Dietrofront del Governo sulle norme pro-tivelle. "Con la presentazione di tre emendamenti alla Legge di Stabilità 2016 - commentano gli ambientalisti - il Governo fa un’importante passo indietro e ammette di aver sacrificato sinora lo sviluppo sostenibile del Paese agli interessi dei petrolieri”. Adesso si attende che gli emendamenti presentati ieri alla Camera siano effettivamente approvati nei prossimi giorni con le ultime correzioni necessarie.

 
"Come da noi sostenuto da sempre e ora ammesso dal Governo- continuano gli ambientalisti – già nel 2012 era stata compiuta dal Governo Monti una intollerabile forzatura (con l'art. 35 del decreto legge 83/2012) con la sanatoria delle procedure autorizzative in corso anche per attività offshore di prospezione ricerca e coltivazione di idrocarburi in mare che insistessero nell'area di interdizione delle 12 miglia dalla costa istituita per legge. Ora questo errore è stato corretto tardivamente dal Governo Renzi facendo salvi suolo i titoli concessori già rilasciati. Inoltre, con i suoi emendamenti il Governo ammette che queste attività non potevano essere considerate "strategiche" e quindi godere di procedure accelerate che non consentono trasparenza nelle decisioni,  partecipazione e informazione per i cittadini e intese forti con le Regioni, come era stato imposto dal Governo Renzi con il Decreto Sblocca Italia (comma 1 dell'art. 38 del decreto legge n. 133/2014) e che era sbagliato prevedere che le concessioni trentennali per le trivellazioni potessero essere rinnovate anche per più decenni, costituendo non un diritto acquisito a termine ma una servitù senza limiti di tempo (comma 5 del decreto legge n. 133/2014)."
 
Contro questa norma si erano mobilitate associazioni ambientaliste (FAI, Greenpeace, Legambiente; Marevivo, Touring Club Italiano e WWF) e movimento No Triv (http://www.wwf.it/news/notizie/?20080)

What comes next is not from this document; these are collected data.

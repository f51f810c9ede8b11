//! Sumo Logic source task executor
//!
//! Reconciles one source of the local collector against its declaration. The
//! remote source is classified once from the collector's source listing:
//!
//! - absent: the source is created
//! - divergent: at least one of `path`, `category`, `default_timezone`,
//!   `force_timezone` or `blacklist` differs, and the whole source is replaced
//! - matching: nothing is sent
//!
//! # Examples
//!
//! ## Ship application logs
//!
//! This example ships the application logs, skipping rotated archives.
//!
//! **YAML Format:**
//! ```yaml
//! - type: sumo_source
//!   description: "Ship application logs"
//!   name: app-logs
//!   path: /var/log/app/*.log
//!   category: prod/app
//!   blacklist:
//!     - "*.gz"
//! ```
//!
//! **JSON Format:**
//! ```json
//! {
//!   "type": "sumo_source",
//!   "description": "Ship application logs",
//!   "name": "app-logs",
//!   "path": "/var/log/app/*.log",
//!   "category": "prod/app",
//!   "blacklist": ["*.gz"]
//! }
//! ```
//!
//! **TOML Format:**
//! ```toml
//! [[tasks]]
//! type = "sumo_source"
//! description = "Ship application logs"
//! name = "app-logs"
//! path = "/var/log/app/*.log"
//! category = "prod/app"
//! blacklist = ["*.gz"]
//! ```
//!
//! ## Force a timezone and retry on API errors
//!
//! With `timeout` set, failed API calls are retried for up to that many
//! seconds.
//!
//! **YAML Format:**
//! ```yaml
//! - type: sumo_source
//!   name: syslog
//!   path: /var/log/syslog
//!   category: os/syslog
//!   default_timezone: UTC
//!   force_timezone: true
//!   timeout: 120
//! ```
//!
//! **JSON Format:**
//! ```json
//! {
//!   "type": "sumo_source",
//!   "name": "syslog",
//!   "path": "/var/log/syslog",
//!   "category": "os/syslog",
//!   "default_timezone": "UTC",
//!   "force_timezone": true,
//!   "timeout": 120
//! }
//! ```
//!
//! **TOML Format:**
//! ```toml
//! [[tasks]]
//! type = "sumo_source"
//! name = "syslog"
//! path = "/var/log/syslog"
//! category = "os/syslog"
//! default_timezone = "UTC"
//! force_timezone = true
//! timeout = 120
//! ```

use crate::sumologic::{Collector, RetryPolicy, Source, SourceSpec, SumoError};
use anyhow::{Context, Result};
use serde::{Deserialize, Serialize};
use std::fmt;
use tracing::info;

/// Sumo source state enumeration
#[derive(Debug, Clone, Copy, Default, PartialEq, Eq, Serialize, Deserialize)]
#[serde(rename_all = "lowercase")]
pub enum SourceState {
    /// Ensure the source exists with the declared attributes
    #[default]
    Present,
    /// Ensure the source does not exist (not implemented for existing sources)
    Absent,
}

/// Sumo Logic source management task
///
/// Declares a source on the local collector. Only the tracked attributes
/// (`path`, `category`, `default_timezone`, `force_timezone`, `blacklist`)
/// decide whether an existing source needs to be replaced.
#[derive(Debug, Clone, Serialize, Deserialize)]
pub struct SumoSourceTask {
    /// Optional description of what this task does
    #[serde(skip_serializing_if = "Option::is_none")]
    pub description: Option<String>,

    /// Source name, unique per collector
    pub name: String,
    /// Source state
    #[serde(default)]
    pub state: SourceState,
    /// Path expression of the files to collect
    #[serde(default)]
    pub path: String,
    /// Source category
    #[serde(default, skip_serializing_if = "Option::is_none")]
    pub category: Option<String>,
    /// Time zone used when log lines carry none
    #[serde(default, skip_serializing_if = "Option::is_none")]
    pub default_timezone: Option<String>,
    /// Ignore time zones found in log lines
    #[serde(default)]
    pub force_timezone: bool,
    /// Path expressions excluded from collection
    #[serde(default)]
    pub blacklist: Vec<String>,
    /// Sumo source type
    #[serde(default = "default_source_type")]
    pub source_type: String,
    /// Description stored on the source
    #[serde(default, skip_serializing_if = "Option::is_none")]
    pub source_description: Option<String>,
    /// Host name reported for collected messages
    #[serde(default, skip_serializing_if = "Option::is_none")]
    pub host_name: Option<String>,
    /// Retry budget in seconds for write calls (single attempt when unset)
    #[serde(default, skip_serializing_if = "Option::is_none")]
    pub timeout: Option<u64>,
}

/// Default source type ("LocalFile")
pub fn default_source_type() -> String {
    "LocalFile".to_string()
}

impl SumoSourceTask {
    /// Present source with default settings
    pub fn new(name: impl Into<String>, path: impl Into<String>) -> Self {
        Self {
            description: None,
            name: name.into(),
            state: SourceState::Present,
            path: path.into(),
            category: None,
            default_timezone: None,
            force_timezone: false,
            blacklist: Vec::new(),
            source_type: default_source_type(),
            source_description: None,
            host_name: None,
            timeout: None,
        }
    }

    /// Create/update payload for this declaration
    pub fn to_source_spec(&self) -> SourceSpec {
        SourceSpec {
            name: self.name.clone(),
            source_type: self.source_type.clone(),
            path_expression: self.path.clone(),
            category: self.category.clone(),
            time_zone: self.default_timezone.clone(),
            force_time_zone: self.force_timezone,
            blacklist: self.blacklist.clone(),
            description: self.source_description.clone(),
            host_name: self.host_name.clone(),
        }
    }

    pub fn retry_policy(&self) -> Option<RetryPolicy> {
        RetryPolicy::from_secs(self.timeout)
    }

    /// Check the declaration before any API call
    pub fn validate(&self) -> Result<()> {
        if self.name.trim().is_empty() {
            anyhow::bail!("sumo source name cannot be empty");
        }
        if self.state == SourceState::Present && self.path.trim().is_empty() {
            anyhow::bail!("sumo source '{}' path cannot be empty", self.name);
        }
        if self.source_type.is_empty() {
            anyhow::bail!("sumo source '{}' source_type cannot be empty", self.name);
        }
        if self.blacklist.iter().any(|entry| entry.trim().is_empty()) {
            anyhow::bail!(
                "sumo source '{}' blacklist entries cannot be empty",
                self.name
            );
        }
        if self.timeout == Some(0) {
            anyhow::bail!(
                "sumo source '{}' timeout must be greater than zero",
                self.name
            );
        }
        Ok(())
    }
}

/// Attributes compared between the declaration and the remote source
#[derive(Debug, Clone, Copy, PartialEq, Eq)]
pub enum SourceField {
    Path,
    Category,
    DefaultTimezone,
    ForceTimezone,
    Blacklist,
}

impl fmt::Display for SourceField {
    fn fmt(&self, f: &mut fmt::Formatter<'_>) -> fmt::Result {
        let name = match self {
            SourceField::Path => "path",
            SourceField::Category => "category",
            SourceField::DefaultTimezone => "default_timezone",
            SourceField::ForceTimezone => "force_timezone",
            SourceField::Blacklist => "blacklist",
        };
        f.write_str(name)
    }
}

/// One differing attribute, rendered for display
#[derive(Debug, Clone, PartialEq, Eq)]
pub struct FieldChange {
    pub field: SourceField,
    pub current: String,
    pub desired: String,
}

/// Differences between a remote source and its declaration
#[derive(Debug, Clone, Default, PartialEq, Eq)]
pub struct SourceDiff {
    pub changes: Vec<FieldChange>,
}

impl SourceDiff {
    pub fn is_empty(&self) -> bool {
        self.changes.is_empty()
    }

    pub fn fields(&self) -> Vec<SourceField> {
        self.changes.iter().map(|c| c.field).collect()
    }

    fn push(&mut self, field: SourceField, current: String, desired: String) {
        self.changes.push(FieldChange {
            field,
            current,
            desired,
        });
    }
}

impl fmt::Display for SourceDiff {
    fn fmt(&self, f: &mut fmt::Formatter<'_>) -> fmt::Result {
        for change in &self.changes {
            writeln!(
                f,
                "value of {} will change from '{}' to '{}'",
                change.field, change.current, change.desired
            )?;
        }
        Ok(())
    }
}

fn show(value: Option<&str>) -> String {
    value.unwrap_or("").to_string()
}

/// Compare the tracked attributes of `current` against `desired`
pub fn diff_source(current: &Source, desired: &SumoSourceTask) -> SourceDiff {
    let mut diff = SourceDiff::default();

    if current.path_expression.as_deref() != Some(desired.path.as_str()) {
        diff.push(
            SourceField::Path,
            show(current.path_expression.as_deref()),
            desired.path.clone(),
        );
    }
    if current.category != desired.category {
        diff.push(
            SourceField::Category,
            show(current.category.as_deref()),
            show(desired.category.as_deref()),
        );
    }
    if current.time_zone != desired.default_timezone {
        diff.push(
            SourceField::DefaultTimezone,
            show(current.time_zone.as_deref()),
            show(desired.default_timezone.as_deref()),
        );
    }
    if current.force_time_zone != desired.force_timezone {
        diff.push(
            SourceField::ForceTimezone,
            current.force_time_zone.to_string(),
            desired.force_timezone.to_string(),
        );
    }
    if current.blacklist != desired.blacklist {
        diff.push(
            SourceField::Blacklist,
            format!("{:?}", current.blacklist),
            format!("{:?}", desired.blacklist),
        );
    }

    diff
}

/// State of a declared source on the collector
#[derive(Debug, Clone, PartialEq, Eq)]
pub enum SourceStatus {
    Absent,
    Matching { id: u64 },
    Divergent { id: u64, diff: SourceDiff },
}

/// Classify the remote source (if any) against the declaration
pub fn classify(current: Option<&Source>, desired: &SumoSourceTask) -> SourceStatus {
    match current {
        None => SourceStatus::Absent,
        Some(source) => {
            let diff = diff_source(source, desired);
            if diff.is_empty() {
                SourceStatus::Matching { id: source.id }
            } else {
                SourceStatus::Divergent {
                    id: source.id,
                    diff,
                }
            }
        }
    }
}

/// Action taken (or planned, in dry-run mode) for a source task
#[derive(Debug, Clone, Copy, PartialEq, Eq)]
pub enum SourceAction {
    Create,
    Update,
    Remove,
    Unchanged,
    /// Source management is disabled
    Skipped,
}

/// Result of a source task
#[derive(Debug, Clone, Copy, PartialEq, Eq)]
pub struct SourceOutcome {
    pub action: SourceAction,
    pub dry_run: bool,
}

impl SourceOutcome {
    fn new(action: SourceAction, dry_run: bool) -> Self {
        Self { action, dry_run }
    }

    /// Whether the remote state was modified
    pub fn changed(&self) -> bool {
        !self.dry_run && matches!(self.action, SourceAction::Create | SourceAction::Update)
    }
}

/// Execute a sumo source task
pub async fn execute_sumo_source_task(
    task: &SumoSourceTask,
    collector: &mut Collector,
    dry_run: bool,
) -> Result<SourceOutcome> {
    match task.state {
        SourceState::Present => ensure_source_present(task, collector, dry_run).await,
        SourceState::Absent => ensure_source_absent(task, collector, dry_run).await,
    }
}

async fn current_source(collector: &mut Collector, name: &str) -> Result<Option<Source>> {
    let source = collector
        .source(name)
        .await
        .with_context(|| format!("Failed to read sumo source '{}'", name))?;
    Ok(source.cloned())
}

/// Create or replace the source so it matches the declaration
async fn ensure_source_present(
    task: &SumoSourceTask,
    collector: &mut Collector,
    dry_run: bool,
) -> Result<SourceOutcome> {
    let current = current_source(collector, &task.name).await?;

    match classify(current.as_ref(), task) {
        SourceStatus::Matching { .. } => {
            println!("Sumo source '{}' is up to date", task.name);
            Ok(SourceOutcome::new(SourceAction::Unchanged, dry_run))
        }
        SourceStatus::Absent => {
            let spec = task.to_source_spec();
            println!(
                "Add sumo source '{}' via api (path: {})",
                task.name, task.path
            );
            if dry_run {
                println!("Would add sumo source '{}'", task.name);
                return Ok(SourceOutcome::new(SourceAction::Create, true));
            }

            collector
                .add_source(&spec, task.retry_policy())
                .await
                .with_context(|| format!("Failed to add sumo source '{}'", task.name))?;
            collector
                .refresh()
                .await
                .with_context(|| format!("Failed to refresh sources after adding '{}'", task.name))?;

            info!(source = %task.name, collector = %collector.name(), "Added sumo source");
            Ok(SourceOutcome::new(SourceAction::Create, false))
        }
        SourceStatus::Divergent { id, diff } => {
            let spec = task.to_source_spec();
            print!("Replace sumo source '{}' via api\n{}", task.name, diff);
            if dry_run {
                println!("Would replace sumo source '{}' (id {})", task.name, id);
                return Ok(SourceOutcome::new(SourceAction::Update, true));
            }

            collector
                .update_source(id, &spec, task.retry_policy())
                .await
                .with_context(|| format!("Failed to replace sumo source '{}'", task.name))?;
            collector
                .refresh()
                .await
                .with_context(|| {
                    format!("Failed to refresh sources after replacing '{}'", task.name)
                })?;

            info!(
                source = %task.name,
                source_id = id,
                changed = ?diff.fields(),
                "Replaced sumo source"
            );
            Ok(SourceOutcome::new(SourceAction::Update, false))
        }
    }
}

/// Removal is declared but not implemented: an existing source is an error.
/// A missing collector has no sources, so there is nothing to remove.
async fn ensure_source_absent(
    task: &SumoSourceTask,
    collector: &mut Collector,
    dry_run: bool,
) -> Result<SourceOutcome> {
    let collector_exists = collector
        .exists()
        .await
        .with_context(|| format!("Failed to read sumo source '{}'", task.name))?;
    if !collector_exists {
        println!(
            "Sumo source '{}' is already absent (collector '{}' not found)",
            task.name,
            collector.name()
        );
        return Ok(SourceOutcome::new(SourceAction::Unchanged, dry_run));
    }

    let Some(current) = current_source(collector, &task.name).await? else {
        println!("Sumo source '{}' is already absent", task.name);
        return Ok(SourceOutcome::new(SourceAction::Unchanged, dry_run));
    };

    println!("Removing sumo source '{}' (id {})", task.name, current.id);
    if dry_run {
        println!("Would remove sumo source '{}'", task.name);
        return Ok(SourceOutcome::new(SourceAction::Remove, true));
    }

    Err(anyhow::Error::new(SumoError::NotImplemented("Sumo source removal"))
        .context(format!("Failed to remove sumo source '{}'", task.name)))
}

Di seguito alleghiamo il link del comunicato Stampa delle Associazioni Ambientaliste coinvolte

(http://awsassets.wwfit.panda.org/downloads/trivelle_

e_legge_di_stabilita_ambientalisti_su_emendamenti_governo.pdf )

 

E noi del WWF di Policoro cosa Facciamo?

Continuiamo con le nostre attività di educazione ambientale e tutela della Biodiversità e delle ricchezze territoriali, private della loro corretta funzionalità dalle scelte scellerate del passato. Pertanto dopo aver partecipato attivamente alla giornata dela marcia per il Clima, e aver affrontato le problematiche ambientali della COP21 nelle scuole di Policoro, continuiamo ancora a promuovere l'iniziativa dell'ìstituzione della prima ASPIM dello Jonio per far fronte alle minacce a mare legate all'estrazione di idrocarburi, e promuovere una gestione sostenibile di un'area importante come l'intera Baia storica del Golfo di Taranto, interamente soggetta alla sovranità nazionale, coinvolgendo 3 Regioni meridionali (Puglia - Calabria - Basilicata) e più di 60 comuni costieri.